Crystal comes to stand next to me and leans on the same counter as Delores takes a pad out of her purse and writes her address on it. “This is my address. It’s on the other side of the development.” She writes something else. “This is the code for the gate. Luckily, I have no cattle for you to tip over or poison.” She winks at Crystal. “Now, this is the address,” she says as she tears another paper off, “to the construction house. I want a list of everything that has to be done. Right down to all the sockets. I will make sure everything is finished this weekend.” She hands me the address. “Now, I hear you had a shitty month.” She grabs her cup of coffee.
“A shitty month is a good word for it,” I tell her as I put my cup down. “I mean, I’ve never found out that my husband was already married with a family before, so my vocabulary might not be up to par.” I laugh. “But shitty about sums it up.”
“Love works in mysterious ways. Sometimes, it comes when we aren’t looking for it or least expecting it.” She shrugs her shoulders. “I mean, I don’t even know how I would have handled your situation,” she says.
Crystal laughs. “She didn’t really handle it.” I glare at Crystal. “I mean, she wallowed, but she didn’t handle it.”
“How would you have handled it?” I ask her, folding my arms across my chest.
“Me?” She points at herself. “I would have probably burned down the house and then told his parents what a fucking douchebag their son was. After I stole his body and kicked the shit out of him.”
I gasp as Delores laughs. “See, a reason it didn’t happen to her.” She tilts her head to one side and smiles as she finishes her coffee. “Now, I have to run.
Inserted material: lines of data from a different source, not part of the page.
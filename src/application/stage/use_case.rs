//! Stage Use Case
//!
//! Orchestrates dependency staging:
//! 1. Load and validate the lock descriptor
//! 2. Check every manifest requirement is locked
//! 3. Resolve each package from the cache or the index, verifying its digest
//! 4. Install package files into a temporary staging directory
//! 5. Write the install record and publish the directory as `<output>/stage`
//!
//! Nothing under `<output>/stage` changes unless every step succeeds.

use std::collections::HashMap;
use std::path::{Path, PathBuf};
use std::sync::atomic::{AtomicBool, Ordering};
use std::sync::Arc;

use tracing::{debug, info};

use crate::domain::entities::{
    normalize_record_path, InstalledPackage, InstalledPackageSet, LockViolation, LockedPackage,
    SITE_PACKAGES_DIR,
};
use crate::domain::ports::{
    BuildEvent, BuildEventSink, FileSystem, FsError, IndexError, InstallRecordRepository,
    LockRepository, NoopEventSink, PackageIndex, PackageSource, RecordError,
};
use crate::domain::value_objects::PackageName;
use crate::error::{BerthError, BerthResult, DependencyResolutionError};

use super::options::{StageOptions, INSTALL_RECORD_FILE};
use super::result::StageResult;

/// Stage use case - installs the locked package set
pub struct StageUseCase<LR, IX, RR, FS>
where
    LR: LockRepository,
    IX: PackageIndex,
    RR: InstallRecordRepository,
    FS: FileSystem,
{
    lock_repo: LR,
    index: IX,
    record_repo: RR,
    file_system: FS,
    cancel: Arc<AtomicBool>,
}

impl<LR, IX, RR, FS> StageUseCase<LR, IX, RR, FS>
where
    LR: LockRepository,
    IX: PackageIndex,
    RR: InstallRecordRepository,
    FS: FileSystem,
{
    pub fn new(lock_repo: LR, index: IX, record_repo: RR, file_system: FS) -> Self {
        Self {
            lock_repo,
            index,
            record_repo,
            file_system,
            cancel: Arc::new(AtomicBool::new(false)),
        }
    }

    /// Share a cancellation flag; it is checked between packages and files.
    pub fn with_cancel_flag(mut self, cancel: Arc<AtomicBool>) -> Self {
        self.cancel = cancel;
        self
    }

    /// Execute the stage use case
    pub fn execute(&self, options: &StageOptions) -> BerthResult<StageResult> {
        self.execute_with_events(options, Arc::new(NoopEventSink))
    }

    /// Execute the stage use case with event reporting
    pub fn execute_with_events(
        &self,
        options: &StageOptions,
        event_sink: Arc<dyn BuildEventSink>,
    ) -> BerthResult<StageResult> {
        let lock = self.lock_repo.load(&options.lock_path)?;
        lock.check_requirements(&options.requirements)
            .map_err(|violation| match violation {
                LockViolation::NotLocked(requirement) => {
                    DependencyResolutionError::NotLocked { requirement }
                }
                other => DependencyResolutionError::LockMalformed {
                    path: options.lock_path.clone(),
                    message: other.to_string(),
                },
            })?;

        event_sink.on_event(BuildEvent::StageStarted {
            lock: options.lock_path.clone(),
            package_count: lock.len(),
        });

        self.create_dir(&options.output_dir)?;

        // A throwaway cache is removed when `_scratch_cache` drops.
        let (cache_root, _scratch_cache) = if options.no_cache {
            let scratch = tempfile::Builder::new()
                .prefix(".berth-cache-")
                .tempdir_in(&options.output_dir)?;
            (scratch.path().to_path_buf(), Some(scratch))
        } else {
            (options.cache_dir(), None)
        };

        let staging = tempfile::Builder::new()
            .prefix(".stage-")
            .tempdir_in(&options.output_dir)?;
        let site_packages = staging.path().join(SITE_PACKAGES_DIR);
        self.create_dir(&site_packages)?;

        let mut owners: HashMap<String, PackageName> = HashMap::new();
        let mut installed = Vec::with_capacity(lock.len());
        let mut cache_hits = 0;

        for package in lock.packages() {
            self.check_cancelled()?;

            let (dist, source) = self.resolve(package, &cache_root)?;
            if source == PackageSource::Cache {
                cache_hits += 1;
            }
            if event_sink.wants_detailed_events() {
                event_sink.on_event(BuildEvent::PackageResolved {
                    name: package.name().clone(),
                    version: package.version().to_string(),
                    source,
                });
            }

            let files = self.install(package, &dist, &site_packages, &mut owners)?;
            if event_sink.wants_detailed_events() {
                event_sink.on_event(BuildEvent::PackageInstalled {
                    name: package.name().clone(),
                    version: package.version().to_string(),
                    file_count: files.len(),
                });
            }

            installed.push(InstalledPackage::new(
                package.name().clone(),
                package.version(),
                package.hash().clone(),
                files,
            ));
        }

        self.check_cancelled()?;

        let installed = InstalledPackageSet::new(installed);
        self.record_repo
            .save(&installed, &staging.path().join(INSTALL_RECORD_FILE))
            .map_err(record_to_io)?;

        let stage_dir = options.stage_dir();
        self.publish(staging.path(), &stage_dir)?;

        info!(
            stage = %stage_dir.display(),
            packages = installed.len(),
            files = installed.file_count(),
            cache_hits,
            "stage published"
        );
        event_sink.on_event(BuildEvent::StageCompleted {
            stage_dir: stage_dir.clone(),
            package_count: installed.len(),
            file_count: installed.file_count(),
        });

        let fetched = installed.len() - cache_hits;
        Ok(StageResult {
            stage_dir,
            installed,
            cache_hits,
            fetched,
        })
    }

    /// Find a verified copy of `package`, preferring the cache.
    fn resolve(
        &self,
        package: &LockedPackage,
        cache_root: &Path,
    ) -> BerthResult<(PathBuf, PackageSource)> {
        let cache_entry = cache_root.join(package.slug());

        if self.file_system.is_dir(&cache_entry) {
            match self.file_system.tree_digest(&cache_entry) {
                Ok(digest) if &digest == package.hash() => {
                    debug!(package = %package.name(), version = package.version(), "cache hit");
                    return Ok((cache_entry, PackageSource::Cache));
                }
                Ok(digest) => {
                    debug!(
                        package = %package.name(),
                        expected = %package.hash().short(),
                        actual = %digest.short(),
                        "stale cache entry"
                    );
                }
                Err(e) => debug!(package = %package.name(), error = %e, "unreadable cache entry"),
            }
        }

        let dist = self
            .index
            .locate(package.name(), package.version())
            .map_err(|e| match e {
                IndexError::NotFound { available } => DependencyResolutionError::Unavailable {
                    name: package.name().clone(),
                    version: package.version().to_string(),
                    index: self.index.root().to_path_buf(),
                    available,
                },
                IndexError::Io(source) => DependencyResolutionError::InstallFailed {
                    name: package.name().clone(),
                    source,
                },
            })?;

        let actual = self
            .file_system
            .tree_digest(&dist)
            .map_err(|e| install_failed(package.name(), e))?;
        if &actual != package.hash() {
            return Err(DependencyResolutionError::IntegrityMismatch {
                name: package.name().clone(),
                version: package.version().to_string(),
                expected: package.hash().clone(),
                actual,
            }
            .into());
        }

        // Cache population is best-effort: the digest is re-checked on every hit.
        let _ = self.file_system.remove_dir_all(&cache_entry);
        match self.file_system.copy_tree(&dist, &cache_entry) {
            Ok(_) => debug!(package = %package.name(), cache = %cache_entry.display(), "cached"),
            Err(e) => debug!(package = %package.name(), error = %e, "cache write failed"),
        }

        Ok((dist, PackageSource::Index))
    }

    /// Copy every file of a distribution into `site_packages`.
    fn install(
        &self,
        package: &LockedPackage,
        dist: &Path,
        site_packages: &Path,
        owners: &mut HashMap<String, PackageName>,
    ) -> BerthResult<Vec<String>> {
        let files = self
            .file_system
            .list_files(dist)
            .map_err(|e| install_failed(package.name(), e))?;

        let mut recorded = Vec::with_capacity(files.len());
        for rel in files {
            self.check_cancelled()?;

            let record = normalize_record_path(&rel);
            if let Some(first) = owners.get(&record) {
                return Err(DependencyResolutionError::FileConflict {
                    path: record,
                    first: first.clone(),
                    second: package.name().clone(),
                }
                .into());
            }

            self.file_system
                .copy_file(&dist.join(&rel), &site_packages.join(&rel))
                .map_err(|e| install_failed(package.name(), e))?;
            owners.insert(record.clone(), package.name().clone());
            recorded.push(record);
        }

        Ok(recorded)
    }

    fn publish(&self, staging: &Path, stage_dir: &Path) -> BerthResult<()> {
        self.file_system
            .remove_dir_all(stage_dir)
            .map_err(|e| BerthError::Io(e.into_io()))?;
        self.file_system
            .rename(staging, stage_dir)
            .map_err(|e| BerthError::Io(e.into_io()))
    }

    fn create_dir(&self, path: &Path) -> BerthResult<()> {
        self.file_system
            .create_dir_all(path)
            .map_err(|e| BerthError::Io(e.into_io()))
    }

    fn check_cancelled(&self) -> BerthResult<()> {
        if self.cancel.load(Ordering::SeqCst) {
            Err(BerthError::Cancelled)
        } else {
            Ok(())
        }
    }
}

fn install_failed(name: &PackageName, err: FsError) -> BerthError {
    DependencyResolutionError::InstallFailed {
        name: name.clone(),
        source: err.into_io(),
    }
    .into()
}

fn record_to_io(err: RecordError) -> BerthError {
    match err {
        RecordError::Io(e) => BerthError::Io(e),
        other => BerthError::Io(std::io::Error::other(other.to_string())),
    }
}
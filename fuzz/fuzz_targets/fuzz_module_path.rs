#![no_main]

use libfuzzer_sys::fuzz_target;

fuzz_target!(|data: &[u8]| {
    if let Ok(raw) = std::str::from_utf8(data) {
        if let Ok(module) = berth::domain::value_objects::ModulePath::new(raw) {
            let _ = module.candidate_files();
        }
    }
});
//! Property tests for lock file parsing.

use std::path::Path;

use proptest::prelude::*;

use berth::domain::value_objects::TreeHasher;
use berth::infrastructure::repositories::parse_lock_descriptor;

fn package() -> impl Strategy<Value = (String, String, Vec<u8>)> {
    (
        proptest::string::string_regex("[a-z][a-z0-9]{0,7}").unwrap(),
        proptest::string::string_regex("[0-9]{1,2}\\.[0-9]{1,2}\\.[0-9]{1,2}").unwrap(),
        proptest::collection::vec(any::<u8>(), 0..16),
    )
}

fn render(packages: &[(String, String, Vec<u8>)]) -> String {
    let mut lock = String::from("version = 1\n");
    for (name, version, seed) in packages {
        let mut hasher = TreeHasher::new();
        hasher.add_file("seed", seed);
        lock.push_str(&format!(
            "\n[[package]]\nname = \"{}\"\nversion = \"{}\"\nhash = \"{}\"\n",
            name,
            version,
            hasher.finish()
        ));
    }
    lock
}

proptest! {
    #![proptest_config(ProptestConfig {
        cases: 128,
        .. ProptestConfig::default()
    })]

    /// PROPERTY: parsing arbitrary text returns an error instead of panicking.
    #[test]
    fn property_parse_never_panics(content in "\\PC{0,256}") {
        let _ = parse_lock_descriptor(&content, Path::new("berth.lock"));
    }

    /// PROPERTY: unique well-formed entries always parse, in name order.
    #[test]
    fn property_well_formed_lock_parses_sorted(
        packages in proptest::collection::btree_map(
            proptest::string::string_regex("[a-z][a-z0-9]{0,7}").unwrap(),
            package(),
            0..6,
        )
    ) {
        let mut entries: Vec<_> = packages
            .into_iter()
            .map(|(name, (_, version, seed))| (name, version, seed))
            .collect();
        entries.reverse();

        let lock = parse_lock_descriptor(&render(&entries), Path::new("berth.lock")).unwrap();

        prop_assert_eq!(lock.len(), entries.len());
        let names: Vec<String> = lock.packages().map(|p| p.name().to_string()).collect();
        let mut sorted = names.clone();
        sorted.sort();
        prop_assert_eq!(names, sorted);
    }

    /// PROPERTY: a repeated package name is always rejected.
    #[test]
    fn property_duplicate_package_is_rejected(entry in package()) {
        let entries = vec![entry.clone(), entry];
        prop_assert!(parse_lock_descriptor(&render(&entries), Path::new("berth.lock")).is_err());
    }
}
The club is having a spring mingles meeting.” She grabs her purse. “Pack your things and come on over.”
We nod at her as she walks out and gets into her huge Cadillac truck. I look over at my cousin. “You so wouldn’t have stolen his body. You lie.” She shrugs her shoulders as she walks toward the stairs.
“We will never know. Now, let’s make that list so we can get a nice hot shower.” Taking a notepad out of my work stuff, we go room by room, and by the time we finish, I’ve filled two pages, front and back, with a bit on the third page. After I dress in tights and a sweater, we make our way to the construction office. We pass Main Street again, turning left on Walker street. We continue to the end of the street and see the medical clinic right in front of us. The construction house is on one side and the firehouse on the other side. When we park in the parking lot and get out, Crystal says, “I’m going to go into the clinic, if that is okay.” I nod at her and make my way over to Walker Construction.
Walking up the steps to the big log house, I open the door. When the bell over the door rings, the blond receptionist looks up. She smiles at me. “Hi there, how may I help you?” The phone rings, and she holds up her finger. “Walker Construction, how may I help you?” I turn around and take in the room; a fireplace sits in the middle of the room with the company logo on the top. “I will have him call you back as soon as I see him, Delores,” she says as she hangs up the phone. “I’m so sorry. Now, what can I do to help you?”